# Prompt:
Quote the listing below word for word, stopping after the line that contains "pickups, warp map".
*** Opening of Records ***
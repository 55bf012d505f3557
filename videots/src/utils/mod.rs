//! Supporting infrastructure.
//!
//! Sector access, bit-level field decoding and error types shared by the
//! IFO parser and the CSS engine.

pub mod bitstream_io;
pub mod errors;
pub mod sector;

#[cfg(test)]
pub(crate) mod byteorder;
//! # dkr-tracker
//!
//! Client for the DKR Rando auto-tracker server.
//!
//! The server publishes the game's save data, gold balloon pickups, warp map
//! and error state as JSON documents on a local port. [`DkrRandoAutoTracker`]
//! polls it, tracks whether it is reachable, and invokes the application's
//! callbacks when the connection changes or a document's content changes.
//!
//! # Architecture
//!
//! ```text
//! DkrRandoAutoTracker ── restart/stop ──► polling loop (tokio task)
//!        │                                     │
//!     setters                          probe ──┼── ConnectionMonitor
//!        │                                     │
//!        ▼                        fetch (joined) ── ContentCache ──► Callbacks
//!   shared state ◄─────────────────────────────┘
//! ```

mod callbacks;
mod config;
mod connection;
mod error;
pub mod logging;
pub mod payload;
mod poller;
mod resource;
mod tracker;
mod transport;

pub use callbacks::*;
pub use config::*;
pub use connection::*;
pub use error::*;
pub use poller::StopReason;
pub use resource::*;
pub use tracker::*;
pub use transport::*;
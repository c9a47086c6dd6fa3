//! Error types for the dkr-tracker crate.

use crate::resource::Resource;

/// Errors produced by the tracker client.
///
/// Nothing raised inside the polling loop is returned to the caller. Loop
/// failures are logged and recorded as the loop's
/// [`StopReason`](crate::StopReason).
#[derive(Debug, Clone, PartialEq, Eq, thiserror::Error)]
pub enum TrackerError {
    /// Invalid configuration provided
    #[error("Configuration error: {0}")]
    Configuration(String),

    /// The tracker needs a tokio runtime to drive its loop
    #[error("No tokio runtime available to run the polling loop")]
    NoRuntime,

    /// The request never produced a response (refused, reset, timed out)
    #[error("Network error for {url}: {message}")]
    Network {
        /// The requested URL
        url: String,
        /// Transport error description
        message: String,
    },

    /// A resource endpoint answered with a non-success status
    #[error("Unexpected status {status} from {url}")]
    Status {
        /// The requested URL
        url: String,
        /// HTTP status code
        status: u16,
    },

    /// A resource body could not be decoded as JSON
    #[error("Failed to decode {resource} payload: {message}")]
    Decode {
        /// The resource whose body was malformed
        resource: Resource,
        /// Decoder error description
        message: String,
    },
}

/// Convenience type alias for Results using TrackerError.
pub type Result<T> = std::result::Result<T, TrackerError>;
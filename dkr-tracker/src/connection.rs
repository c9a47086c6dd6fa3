//! Connection lifecycle tracking
//!
//! [`ConnectionMonitor`] is the pure state machine behind each cycle: it is fed
//! one reachability probe result per cycle and reports which callbacks should
//! fire. It performs no I/O so the polling loop and tests drive it directly.

/// Whether the server's base endpoint is currently reachable.
#[derive(Debug, Clone, Copy, PartialEq, Eq)]
pub enum ConnectionState {
    Disconnected,
    Connected,
}

/// A change of [`ConnectionState`] caused by a probe.
#[derive(Debug, Clone, Copy, PartialEq, Eq)]
pub enum Transition {
    /// The server became reachable. `first` is true only for the very first
    /// connection of a tracker instance.
    Connected { first: bool },
    Disconnected,
}

/// What a single probe result means for the current cycle.
#[derive(Debug, Clone, Copy, PartialEq, Eq)]
pub struct ProbeOutcome {
    /// The failure threshold was reached on this probe
    pub reconnect_failed: bool,
    /// State change to report, if any
    pub transition: Option<Transition>,
    /// Resources should be polled this cycle
    pub poll_resources: bool,
}

#[derive(Debug, Clone)]
pub struct ConnectionMonitor {
    state: ConnectionState,
    failed_attempts: u32,
    threshold: u32,
    has_connected: bool,
}

impl ConnectionMonitor {
    pub fn new(threshold: u32) -> Self {
        Self {
            state: ConnectionState::Disconnected,
            failed_attempts: 0,
            threshold,
            has_connected: false,
        }
    }

    pub fn state(&self) -> ConnectionState {
        self.state
    }

    /// Consecutive failed probes since the last success or threshold trip.
    pub fn failed_attempts(&self) -> u32 {
        self.failed_attempts
    }

    pub fn threshold(&self) -> u32 {
        self.threshold
    }

    /// Change the failure threshold. The failure count starts over.
    pub fn set_threshold(&mut self, threshold: u32) {
        self.threshold = threshold;
        self.failed_attempts = 0;
    }

    /// Apply one probe result.
    pub fn observe(&mut self, reachable: bool) -> ProbeOutcome {
        let mut reconnect_failed = false;

        if reachable {
            self.failed_attempts = 0;
        } else {
            self.failed_attempts += 1;
            if self.failed_attempts >= self.threshold {
                reconnect_failed = true;
                self.failed_attempts = 0;
            }
        }

        let transition = match (reachable, self.state) {
            (true, ConnectionState::Disconnected) => {
                let first = !self.has_connected;
                self.has_connected = true;
                self.state = ConnectionState::Connected;
                Some(Transition::Connected { first })
            }
            (false, ConnectionState::Connected) => {
                self.state = ConnectionState::Disconnected;
                Some(Transition::Disconnected)
            }
            _ => None,
        };

        ProbeOutcome {
            reconnect_failed,
            transition,
            poll_resources: self.state == ConnectionState::Connected,
        }
    }
}
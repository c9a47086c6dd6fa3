//! # Watch Tracker Example
//!
//! Connects to a running DKR Rando auto-tracker server and prints every event
//! the tracker reports. Warp map updates are accumulated into an area graph
//! and, when `--svg` is given, redrawn to that file after each change.
//!
//! ## Usage
//!
//! ```bash
//! cargo run --example watch_tracker -- --port 4675 --svg map.svg
//! ```
//!
//! Press Ctrl-C to stop.

use std::path::PathBuf;
use std::sync::Arc;
use std::time::Duration;

use anyhow::Context;
use clap::Parser;
use dkr_map::{layout, render_svg, AreaGraph, LayoutOptions};
use dkr_tracker::logging::{init_logging, LoggingMode};
use dkr_tracker::payload::{decode, GoldBalloons};
use dkr_tracker::{Callbacks, DkrRandoAutoTracker, TrackerConfig, DEFAULT_PORT};
use parking_lot::Mutex;

#[derive(Debug, Parser)]
#[command(about = "Print events from a DKR Rando auto-tracker server")]
struct Args {
    /// Server port
    #[arg(short, long, default_value_t = DEFAULT_PORT)]
    port: u16,

    /// Server host
    #[arg(long, default_value = "localhost")]
    host: String,

    /// Delay between polling cycles in milliseconds
    #[arg(short, long, default_value_t = 1000)]
    delay: u64,

    /// Failed probes before reconnectFailed fires
    #[arg(short, long, default_value_t = 5)]
    reconnect_attempts: u32,

    /// Redraw the warp map to this SVG file on every map update
    #[arg(long)]
    svg: Option<PathBuf>,

    /// Width and height of the SVG canvas in pixels
    #[arg(long, default_value_t = 500.0)]
    size: f64,
}

#[tokio::main]
async fn main() -> anyhow::Result<()> {
    let args = Args::parse();
    init_logging(LoggingMode::Development)?;

    let graph = Arc::new(Mutex::new(AreaGraph::new()));
    let svg_path = args.svg.clone();
    let layout_options = LayoutOptions::default().with_size(args.size, args.size);

    let callbacks = Callbacks::new()
        .on_connected(|first| {
            if first {
                println!("connected");
            } else {
                println!("reconnected");
            }
        })
        .on_disconnected(|| println!("disconnected"))
        .on_reconnect_failed(|| {
            println!("server still unreachable");
            false
        })
        .on_server_error(|error| {
            println!("server error: {error}");
            false
        })
        .on_save_data_updated(|save| println!("save data updated: {save}"))
        .on_gold_balloons_updated(|value| match decode::<GoldBalloons>(value) {
            Ok(balloons) => println!("gold balloons: {}", balloons.total()),
            Err(e) => println!("unreadable gold balloon payload: {e}"),
        })
        .on_map_updated(move |map| {
            let mut graph = graph.lock();
            match graph.merge_value(map) {
                Ok(added) => println!("map updated: {added} new warps"),
                Err(e) => {
                    println!("unreadable map payload: {e}");
                    return;
                }
            }

            if let Some(path) = &svg_path {
                let svg = render_svg(&layout(&graph, &layout_options));
                if let Err(e) = std::fs::write(path, svg) {
                    println!("failed to write {}: {e}", path.display());
                }
            }
        });

    let config = TrackerConfig::new()
        .with_host(args.host)
        .with_port(args.port)
        .with_loop_delay(Duration::from_millis(args.delay))
        .with_reconnect_attempts(args.reconnect_attempts);

    let tracker = DkrRandoAutoTracker::with_config(config, callbacks)
        .context("failed to start tracker")?;
    println!("watching port {}, press Ctrl-C to stop", tracker.port());

    tokio::signal::ctrl_c()
        .await
        .context("failed to listen for Ctrl-C")?;

    tracker.stop_internal_loop();
    println!("{}", tracker.stats());
    Ok(())
}
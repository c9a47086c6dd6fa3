//! Configuration types for the dkr-tracker crate
//!
//! All configuration is held in-process. The tracker copies a `TrackerConfig`
//! at construction and exposes setters for the fields that may change while
//! the loop is running.

use std::time::Duration;

use crate::error::{Result, TrackerError};

/// Port the auto-tracker server listens on unless told otherwise.
pub const DEFAULT_PORT: u16 = 4675;

/// Configuration for a [`DkrRandoAutoTracker`](crate::DkrRandoAutoTracker)
#[derive(Debug, Clone, PartialEq)]
pub struct TrackerConfig {
    /// Host the server runs on
    /// Default: "localhost"
    pub host: String,

    /// Port the server listens on
    /// Default: 4675
    pub port: u16,

    /// Delay between the end of one cycle and the start of the next
    /// Default: 1 second
    pub loop_delay: Duration,

    /// Consecutive failed probes before `reconnectFailed` fires
    /// Default: 5
    pub reconnect_attempts: u32,

    /// Timeout applied to every probe and resource request
    /// Default: 2 seconds
    pub request_timeout: Duration,

    /// Stop the loop when the `reconnectFailed` callback returns true
    /// Default: false
    pub stop_on_reconnect_failed: bool,
}

impl Default for TrackerConfig {
    fn default() -> Self {
        Self {
            host: "localhost".to_string(),
            port: DEFAULT_PORT,
            loop_delay: Duration::from_secs(1),
            reconnect_attempts: 5,
            request_timeout: Duration::from_secs(2),
            stop_on_reconnect_failed: false,
        }
    }
}

impl TrackerConfig {
    /// Create a new TrackerConfig with default values
    pub fn new() -> Self {
        Self::default()
    }

    /// Validate the configuration and return the first issue found
    pub fn validate(&self) -> Result<()> {
        validate_port(self.port)?;
        validate_reconnect_attempts(self.reconnect_attempts)?;

        if self.host.is_empty() {
            return Err(TrackerError::Configuration(
                "Host must not be empty".to_string(),
            ));
        }

        if self.request_timeout == Duration::ZERO {
            return Err(TrackerError::Configuration(
                "Request timeout must be greater than 0".to_string(),
            ));
        }

        Ok(())
    }

    pub fn with_host(mut self, host: impl Into<String>) -> Self {
        self.host = host.into();
        self
    }

    pub fn with_port(mut self, port: u16) -> Self {
        self.port = port;
        self
    }

    pub fn with_loop_delay(mut self, delay: Duration) -> Self {
        self.loop_delay = delay;
        self
    }

    pub fn with_reconnect_attempts(mut self, attempts: u32) -> Self {
        self.reconnect_attempts = attempts;
        self
    }

    pub fn with_request_timeout(mut self, timeout: Duration) -> Self {
        self.request_timeout = timeout;
        self
    }

    pub fn with_stop_on_reconnect_failed(mut self, enabled: bool) -> Self {
        self.stop_on_reconnect_failed = enabled;
        self
    }
}

pub(crate) fn validate_port(port: u16) -> Result<()> {
    if port == 0 {
        return Err(TrackerError::Configuration(
            "Port must be greater than 0".to_string(),
        ));
    }
    Ok(())
}

pub(crate) fn validate_reconnect_attempts(attempts: u32) -> Result<()> {
    if attempts == 0 {
        return Err(TrackerError::Configuration(
            "Reconnect attempts must be greater than 0".to_string(),
        ));
    }
    Ok(())
}
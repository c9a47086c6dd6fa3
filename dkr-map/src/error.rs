//! Error types for dkr-map

/// Errors that can occur while updating the map
#[derive(Debug, thiserror::Error)]
pub enum MapError {
    /// The map payload was not an object of area code to area code list
    #[error("Invalid map payload: {0}")]
    InvalidPayload(String),
}

/// Result type for dkr-map operations
pub type Result<T> = std::result::Result<T, MapError>;
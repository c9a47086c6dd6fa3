//! Typed views over the documents the server publishes
//!
//! Callbacks receive raw `serde_json::Value`s; these types let an application
//! decode the ones it understands.

use std::collections::BTreeMap;

use serde::de::DeserializeOwned;
use serde::{Deserialize, Serialize};
use serde_json::Value;

/// Warps seen so far: area code to the ordered list of areas entered from it.
pub type MapData = BTreeMap<String, Vec<String>>;

/// A single gold balloon pickup.
#[derive(Debug, Clone, Copy, PartialEq, Eq, Serialize, Deserialize)]
pub struct BalloonPickup {
    pub flag: u16,
}

/// Gold balloon pickups grouped by area code.
#[derive(Debug, Clone, Default, PartialEq, Eq, Serialize, Deserialize)]
#[serde(transparent)]
pub struct GoldBalloons(pub BTreeMap<String, Vec<BalloonPickup>>);

impl GoldBalloons {
    /// Total pickups across all areas.
    pub fn total(&self) -> usize {
        self.0.values().map(Vec::len).sum()
    }

    pub fn in_area(&self, area: &str) -> &[BalloonPickup] {
        self.0.get(area).map(Vec::as_slice).unwrap_or(&[])
    }
}

/// Decode a callback payload into `T`.
pub fn decode<T: DeserializeOwned>(value: &Value) -> serde_json::Result<T> {
    T::deserialize(value)
}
*** Close of Records ***
# Task answer:
repository 55bf012d505f3557
filename videots/src/utils/mod.rs
//! Supporting infrastructure.
//!
//! Sector access, bit-level field decoding and error types shared by the
//! IFO parser and the CSS engine.

pub mod bitstream_io;
pub mod errors;
pub mod sector;

#[cfg(test)]
pub(crate) mod byteorder;
//! # dkr-tracker
//!
//! Client for the DKR Rando auto-tracker server.
//!
//! The server publishes the game's save data, gold balloon pickups, warp map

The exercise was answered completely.